* [What to produce] Nothing in the records may be altered; repeat them exactly.

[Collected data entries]
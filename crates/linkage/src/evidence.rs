use crate::engine::LinkageOutcome;
use crate::model::{LinkageSummary, ProbabilityModel, TrainingCorpus, VectorEvidence};
use crate::partition::DecisionSets;
use crate::vector::VectorSpace;

/// One evidence row per vector of the space, in enumeration order.
pub fn build_evidence(
    model: &ProbabilityModel,
    decisions: &DecisionSets,
    space: VectorSpace,
) -> Vec<VectorEvidence> {
    space
        .iter()
        .map(|vector| {
            let stats = model.get(&vector);
            VectorEvidence {
                u: stats.and_then(|s| s.u),
                m: stats.and_then(|s| s.m),
                ratio: stats.map(|s| s.ratio()),
                decision: decisions.disposition(&vector),
                vector,
            }
        })
        .collect()
}

/// Compute summary statistics from a linkage outcome.
pub fn compute_summary(outcome: &LinkageOutcome, corpus: &TrainingCorpus) -> LinkageSummary {
    let c = &outcome.classification;
    let d = &outcome.decisions;
    LinkageSummary {
        candidate_pairs: c.len(),
        matches: c.matches.len(),
        possibles: c.possibles.len(),
        nonmatches: c.nonmatches.len(),
        vector_space: d.len(),
        observed_vectors: outcome.model.len(),
        match_vectors: d.match_set.len(),
        possible_vectors: d.possible_set.len(),
        nonmatch_vectors: d.nonmatch_set.len(),
        false_positive_mass: d.false_positive_mass,
        false_negative_mass: d.false_negative_mass,
        training_matches: corpus.known_matches.len(),
        training_nonmatches: corpus.presumed_nonmatches.len(),
    }
}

* [Your response]
filename crates/linkage/src/evidence.rs
use crate::engine::LinkageOutcome;
use crate::model::{LinkageSummary, ProbabilityModel, TrainingCorpus, VectorEvidence};
use crate::partition::DecisionSets;
use crate::vector::VectorSpace;

/// One evidence row per vector of the space, in enumeration order.
pub fn build_evidence(
    model: &ProbabilityModel,
    decisions: &DecisionSets,
    space: VectorSpace,
) -> Vec<VectorEvidence> {
    space
        .iter()
        .map(|vector| {
            let stats = model.get(&vector);
            VectorEvidence {
                u: stats.and_then(|s| s.u),
                m: stats.and_then(|s| s.m),
                ratio: stats.map(|s| s.ratio()),
                decision: decisions.disposition(&vector),
                vector,
            }
        })
        .collect()
}

/// Compute summary statistics from a linkage outcome.
pub fn compute_summary(outcome: &LinkageOutcome, corpus: &TrainingCorpus) -> LinkageSummary {
    let c = &outcome.classification;
    let d = &outcome.decisions;
    LinkageSummary {
        candidate_pairs: c.len(),
        matches: c.matches.len(),
        possibles: c.possibles.len(),
        nonmatches: c.nonmatches.len(),
        vector_space: d.len(),
        observed_vectors: outcome.model.len(),
        match_vectors: d.match_set.len(),
        possible_vectors: d.possible_set.len(),
        nonmatch_vectors: d.nonmatch_set.len(),
        false_positive_mass: d.false_positive_mass,
        false_negative_mass: d.false_negative_mass,
        training_matches: corpus.known_matches.len(),
        training_nonmatches: corpus.presumed_nonmatches.len(),
    }
}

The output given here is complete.